Nunca pensé que aquel día en el que decidí enfrentar al Payaso Cuestión, manantial de mis pesadillas de infancia y pubertad, calaría tan hondo dentro mío, incluso hasta hoy. Ahora que lo vuelvo a ver, mientras continúa su monólogo, acompañado de un coro de risas tímidas, su figura se tiñe con una nitidez estremecedora, que vence a la oscuridad de la biología y su decadencia tatuada bajo el maquillaje de su cara.
Inevitablemente, me acuerdo de los otros implicados en esta historia: el Kilos Justos, el Cerámica y el Jimmy Chicha. ¿Se harán ellos hoy la pregunta por los devenires del Payaso Cuestión en estos duros días del Covid? Misterio. Nunca más los volví a ver. Soy el único que sigue habitando estos puntos ciegos de la ciudad donde alguna vez el Payaso Cuestión deambuló con sus coloridos harapos. Quizás, soy el único que puede contar esta historia.
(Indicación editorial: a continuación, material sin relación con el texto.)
use std::cell::RefCell;
use std::io::{self, BufRead, Write};

use indicatif::{ProgressBar, ProgressStyle};
use stagehand_core::{ArtifactChange, Console, ProgressEvent, ProgressStage};

use crate::render::format_changes_lines;

pub(crate) struct CliConsole {
    assume_yes: bool,
    active: RefCell<Option<ProgressBar>>,
}

impl CliConsole {
    pub(crate) fn new(assume_yes: bool) -> Self {
        Self {
            assume_yes,
            active: RefCell::new(None),
        }
    }
}

fn stage_label(stage: ProgressStage) -> &'static str {
    match stage {
        ProgressStage::LayoutResolution => "Resolving feature-pack layout",
        ProgressStage::PackageInstallation => "Installing packages",
        ProgressStage::ConfigGeneration => "Generating configuration",
        ProgressStage::ModuleInstallation => "Installing server modules",
    }
}

impl Console for CliConsole {
    fn progress_update(&self, event: ProgressEvent) {
        match event {
            ProgressEvent::Starting(stage) => {
                let bar = ProgressBar::new(100);
                if let Ok(style) =
                    ProgressStyle::with_template("{msg:<32} [{bar:20}] {pos:>3}%")
                {
                    bar.set_style(style.progress_chars("=>-"));
                }
                bar.set_message(stage_label(stage));
                *self.active.borrow_mut() = Some(bar);
            }
            ProgressEvent::Pulse(_, percent) => {
                if let Some(bar) = self.active.borrow().as_ref() {
                    bar.set_position(percent.clamp(0.0, 100.0) as u64);
                }
            }
            ProgressEvent::Completed(stage) => {
                if let Some(bar) = self.active.borrow_mut().take() {
                    bar.finish_and_clear();
                }
                println!("{} done", stage_label(stage));
            }
        }
    }

    fn changes_found(&self, changes: &[ArtifactChange]) {
        for line in format_changes_lines(changes) {
            println!("{line}");
        }
    }

    fn println(&self, text: &str) {
        println!("{text}");
    }

    fn confirm(&self, prompt: &str) -> bool {
        if self.assume_yes {
            println!("{prompt} y");
            return true;
        }

        print!("{prompt} [y/N] ");
        let _ = io::stdout().flush();

        let mut response = String::new();
        if io::stdin().lock().read_line(&mut response).is_err() {
            return false;
        }
        matches!(response.trim().to_ascii_lowercase().as_str(), "y" | "yes")
    }
}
Fue en septiembre del 2001, cuando regresó por última vez a la población el circo “Hermanos Perales”, arrastrando sus carromatos, fieras y trapos para montar su famélico espectáculo. Nosotros éramos apenas unos sujetos que se encontraron entre los azares y los rigores de la precariedad.
El Kilos Justos, un compañero de curso con sobrepeso que vendía papas en la feria junto a sus padres. El Cerámica, un adolescente de 16 años, obligado por la deserción escolar a ganarse la vida haciendo trabajos esporádicos, a cambio de algunas monedas con las que financiaba sus vicios. El Jimmy Chicha, un tipo de edad indeterminada y sin techo que dormía en una plaza cercana, siempre acompañado de una caja de vino. Y yo, un pingüino de octavo básico que jugaba con cartas Magic y escuchaba a Mago de Öz.
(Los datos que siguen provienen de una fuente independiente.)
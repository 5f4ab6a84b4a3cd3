use std::fs;
use std::path::{Path, PathBuf};
use std::process::Command;

use anyhow::{anyhow, Context, Result};
use stagehand_core::OperationError;

#[derive(Debug, Clone, Copy, PartialEq, Eq)]
pub enum BundleType {
    Zip,
    TarGz,
}

impl BundleType {
    pub fn infer_from_path(path: &str) -> Option<Self> {
        let lower = path.to_ascii_lowercase();
        if lower.ends_with(".zip") {
            return Some(Self::Zip);
        }
        if lower.ends_with(".tar.gz") || lower.ends_with(".tgz") {
            return Some(Self::TarGz);
        }
        None
    }
}

pub fn is_archive_path(value: &str) -> bool {
    BundleType::infer_from_path(value).is_some()
}

pub fn expand_repository_bundle(archive: &Path, scratch: &Path) -> Result<PathBuf> {
    let bundle_type = archive
        .to_str()
        .and_then(BundleType::infer_from_path)
        .ok_or_else(|| {
            OperationError::Configuration(format!(
                "unsupported repository bundle: {}",
                archive.display()
            ))
        })?;

    fs::create_dir_all(scratch)
        .with_context(|| format!("failed to create {}", scratch.display()))?;

    match bundle_type {
        BundleType::Zip => extract_zip(archive, scratch)?,
        BundleType::TarGz => extract_tar(archive, scratch)?,
    }

    find_repository_root(scratch, 3)?.ok_or_else(|| {
        OperationError::Configuration(format!(
            "the bundle {} does not contain a repository (no manifests directory found)",
            archive.display()
        ))
        .into()
    })
}

fn find_repository_root(dir: &Path, depth: usize) -> Result<Option<PathBuf>> {
    if dir.join("manifests").is_dir() {
        return Ok(Some(dir.to_path_buf()));
    }
    if depth == 0 {
        return Ok(None);
    }

    let mut subdirs = Vec::new();
    for entry in
        fs::read_dir(dir).with_context(|| format!("failed to read directory: {}", dir.display()))?
    {
        let entry =
            entry.with_context(|| format!("failed to iterate directory: {}", dir.display()))?;
        if entry
            .file_type()
            .with_context(|| format!("failed to inspect {}", entry.path().display()))?
            .is_dir()
        {
            subdirs.push(entry.path());
        }
    }
    subdirs.sort();

    for subdir in subdirs {
        if let Some(found) = find_repository_root(&subdir, depth - 1)? {
            return Ok(Some(found));
        }
    }
    Ok(None)
}

fn extract_tar(archive_path: &Path, dst: &Path) -> Result<()> {
    run_command(
        Command::new("tar")
            .arg("-xf")
            .arg(archive_path)
            .arg("-C")
            .arg(dst),
        "failed to extract tar archive",
    )
}

fn extract_zip(archive_path: &Path, dst: &Path) -> Result<()> {
    if cfg!(windows) {
        let mut command = Command::new("powershell");
        command.arg("-NoProfile").arg("-Command").arg(format!(
            "Expand-Archive -LiteralPath '{}' -DestinationPath '{}' -Force",
            escape_ps_single_quote(archive_path),
            escape_ps_single_quote(dst)
        ));
        if run_command(
            &mut command,
            "failed to extract zip archive with powershell",
        )
        .is_ok()
        {
            return Ok(());
        }
    }

    let mut unzip_command = Command::new("unzip");
    unzip_command.arg("-q").arg(archive_path).arg("-d").arg(dst);
    if run_command(
        &mut unzip_command,
        "failed to extract zip archive with unzip",
    )
    .is_ok()
    {
        return Ok(());
    }

    run_command(
        Command::new("tar")
            .arg("-xf")
            .arg(archive_path)
            .arg("-C")
            .arg(dst),
        "failed to extract zip archive with tar fallback",
    )
}

fn run_command(command: &mut Command, context_message: &str) -> Result<()> {
    let output = command
        .output()
        .with_context(|| format!("{context_message}: command failed to start"))?;
    if output.status.success() {
        return Ok(());
    }

    let stderr = String::from_utf8_lossy(&output.stderr);
    let stdout = String::from_utf8_lossy(&output.stdout);
    Err(anyhow!(
        "{context_message}: status={} stdout='{}' stderr='{}'",
        output.status,
        stdout.trim(),
        stderr.trim()
    ))
}

fn escape_ps_single_quote(path: &Path) -> String {
    path.display().to_string().replace('\'', "''")
}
El circo se instaló en el sitio eriazo de siempre, colindante con la plaza donde dormía el Jimmy Chicha. Durante la noche, el circo cobraba vida a la luz del neón y del aceite de los churros que concentraban a la escasa multitud que asistía a las funciones. Pero, durante el día, se transformaba en un desierto donde solo se oía el viento que hacía susurrar a la carpa.
Esa calma era interrumpida cuando el Payaso Cuestión salía del circo para deambular por la calle. Era ahí cuando él me perseguía. Al salir del colegio, siempre estaba parado en la esquina, siguiéndome con la mirada. Lo veía cuando iba al cyber a jugar Age of Empire o cuando estaba de camino a la casa del Kilos Justos, mi vecino, para pedirle los cuadernos a quién era el mejor estudiante del curso. Nunca me habló. Solo me miraba con el maquillaje corrido por el calor del sol poblacional. A veces, sostenía una flor o un globo y me hacía un gesto para ofrecérmelos de regalo.
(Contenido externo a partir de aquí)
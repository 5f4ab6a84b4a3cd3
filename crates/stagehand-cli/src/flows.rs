use std::fs;
use std::path::{Path, PathBuf};
use std::time::{SystemTime, UNIX_EPOCH};

use anyhow::{Context, Result};
use stagehand_core::{Channel, ChannelSelection, Console, OperationError, Repository};
use stagehand_graph::{
    FeaturePackConfig, FeaturePackLocation, ProvisioningConfig, ProvisioningConfigManipulator,
};
use stagehand_installer::{
    expand_repository_bundle, is_archive_path, preview_update, provision_installation,
    read_candidate_changes, read_provisioning_config, ApplyOutcome, CandidateApplier,
    FileRepositoryProvisioner, InstallationLayout, UpdateCandidateBuilder, UpdateCandidateOutcome,
};

pub(crate) fn run_install_command(
    dir: &Path,
    channel_manifest: &str,
    repositories: &[String],
    feature_pack: Option<&str>,
    config_path: Option<&Path>,
    console: &dyn Console,
) -> Result<()> {
    let repositories = parse_repository_specs(repositories, &bundle_scratch_root()?)?;
    let channel = Channel::new(channel_manifest, repositories);
    let config = resolve_install_config(feature_pack, config_path)?;

    let layout = InstallationLayout::new(dir);
    let manifest = provision_installation(
        &layout,
        &config,
        vec![channel],
        &FileRepositoryProvisioner,
        console,
    )?;

    console.println(&format!(
        "Installed {} component stream(s) into {}",
        manifest.component_streams().len(),
        layout.root().display()
    ));
    Ok(())
}

pub(crate) fn run_update_prepare_command(
    dir: &Path,
    candidate_dir: &Path,
    repositories: &[String],
    console: &dyn Console,
) -> Result<()> {
    let repositories = parse_repository_specs(repositories, &bundle_scratch_root()?)?;
    let layout = InstallationLayout::new(dir);
    let builder = UpdateCandidateBuilder::new(&layout, &FileRepositoryProvisioner);

    let outcome = builder.build(
        &ChannelSelection::RepositoryOverride(repositories),
        candidate_dir,
        console,
    )?;

    match outcome {
        UpdateCandidateOutcome::NoChanges => {
            console.println("No updates found");
        }
        UpdateCandidateOutcome::Cancelled => {
            console.println("Update candidate generation cancelled");
        }
        UpdateCandidateOutcome::Built { changes } => {
            console.println(&format!(
                "Update candidate generated in {} ({} artifact change(s))",
                candidate_dir.display(),
                changes.len()
            ));
        }
    }
    Ok(())
}

pub(crate) fn run_update_apply_command(
    dir: &Path,
    candidate_dir: &Path,
    console: &dyn Console,
) -> Result<()> {
    let layout = InstallationLayout::new(dir);
    let candidate_layout = InstallationLayout::new(candidate_dir);

    let changes = read_candidate_changes(&candidate_layout)?;
    console.changes_found(&changes);
    if !console.confirm("Continue with applying the update?") {
        console.println("Update cancelled");
        return Ok(());
    }

    let outcome = CandidateApplier::new(&layout, &candidate_layout).apply()?;
    match outcome {
        ApplyOutcome::NoChanges => {
            console.println("The installation is already up to date");
        }
        ApplyOutcome::Applied { changes } => {
            console.println(&format!(
                "Update applied to {} ({} artifact change(s))",
                layout.root().display(),
                changes.len()
            ));
        }
    }
    Ok(())
}

pub(crate) fn run_update_list_command(
    dir: &Path,
    repositories: &[String],
    console: &dyn Console,
) -> Result<()> {
    let layout = InstallationLayout::new(dir);
    let selection = if repositories.is_empty() {
        ChannelSelection::Current
    } else {
        ChannelSelection::RepositoryOverride(parse_repository_specs(
            repositories,
            &bundle_scratch_root()?,
        )?)
    };

    let changes = preview_update(&layout, &selection, &FileRepositoryProvisioner, console)?;
    console.changes_found(&changes);
    Ok(())
}

pub(crate) fn run_feature_pack_remove_command(
    dir: &Path,
    location: &str,
    console: &dyn Console,
) -> Result<()> {
    let location = FeaturePackLocation::parse(location)?;
    let layout = InstallationLayout::new(dir);

    let config = read_provisioning_config(&layout)?;
    let mut builder = config.to_builder();
    ProvisioningConfigManipulator::new(&mut builder).remove_feature_pack_definition(&location)?;
    let modified = builder.build();

    let staging = bundle_scratch_root()?.join("feature-pack-remove");
    let candidate_builder = UpdateCandidateBuilder::new(&layout, &FileRepositoryProvisioner);
    let outcome = candidate_builder.build_with_config(
        &modified,
        &ChannelSelection::Current,
        &staging,
        console,
    )?;

    match outcome {
        UpdateCandidateOutcome::NoChanges => {
            console.println(&format!("Removing {location} does not change the installation"));
        }
        UpdateCandidateOutcome::Cancelled => {
            console.println("Feature pack removal cancelled");
        }
        UpdateCandidateOutcome::Built { changes } => {
            let candidate_layout = InstallationLayout::new(&staging);
            CandidateApplier::new(&layout, &candidate_layout).apply()?;
            let _ = fs::remove_dir_all(&staging);
            console.println(&format!(
                "Removed {location} from {} ({} artifact change(s))",
                layout.root().display(),
                changes.len()
            ));
        }
    }
    Ok(())
}

pub(crate) fn parse_repository_specs(
    values: &[String],
    scratch_root: &Path,
) -> Result<Vec<Repository>> {
    if values.is_empty() {
        return Err(OperationError::Configuration(
            "at least one --repository is required".to_string(),
        )
        .into());
    }

    let mut repositories = Vec::with_capacity(values.len());
    for (index, value) in values.iter().enumerate() {
        let (id, location) = match value.split_once("::") {
            Some((id, location)) if !id.is_empty() && !location.is_empty() => {
                (id.to_string(), location)
            }
            Some(_) => {
                return Err(OperationError::Configuration(format!(
                    "invalid repository spec '{value}', expected <id>::<location>"
                ))
                .into());
            }
            None => (format!("repo-{index}"), value.as_str()),
        };

        let location = if is_archive_path(location) {
            let scratch = scratch_root.join(format!("bundle-{index}"));
            expand_repository_bundle(Path::new(location), &scratch)?
                .display()
                .to_string()
        } else {
            location.to_string()
        };

        repositories.push(Repository::new(id, location));
    }
    Ok(repositories)
}

fn resolve_install_config(
    feature_pack: Option<&str>,
    config_path: Option<&Path>,
) -> Result<ProvisioningConfig> {
    match (feature_pack, config_path) {
        (Some(location), None) => {
            let location = FeaturePackLocation::parse(location)?;
            let mut builder = ProvisioningConfig::builder();
            builder.add_feature_pack(FeaturePackConfig::of(location))?;
            Ok(builder.build())
        }
        (None, Some(path)) => {
            let raw = fs::read_to_string(path)
                .with_context(|| format!("failed to read {}", path.display()))?;
            ProvisioningConfig::from_toml_str(&raw)
        }
        _ => Err(OperationError::Configuration(
            "exactly one of --feature-pack and --config is required".to_string(),
        )
        .into()),
    }
}

fn bundle_scratch_root() -> Result<PathBuf> {
    let nanos = SystemTime::now()
        .duration_since(UNIX_EPOCH)
        .context("system time is before unix epoch")?
        .as_nanos();
    Ok(std::env::temp_dir().join(format!(
        "stagehand-bundles-{}-{nanos}",
        std::process::id()
    )))
}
Nunca me acerqué a él. Tampoco le conté esto a nadie. Me daba algo que era entre miedo y vergüenza. La misma sensación que sentí la única vez que me dirigió la palabra, cuando era un niño de cinco años, aquel día que fui con mis padres por primera y última vez al circo “Hermanos Perales”. En medio de la rutina, clavó sus ojos en mí y me hizo pasar a la pista. ¿Quiere ganarse un globito, el chicoco? Pase, pase, ¡venga para acá! Las luces que iluminaban el proscenio no me dejaban ver lo que él hacía, hasta que se acercó y vi un trozo de goma lánguido, colgando entre sus dedos en movimiento, que, a contraluz, adquirían un aspecto fantasmagórico. Ahí tiene el globito, chicoco. Si pasa de curso, se lo inflo…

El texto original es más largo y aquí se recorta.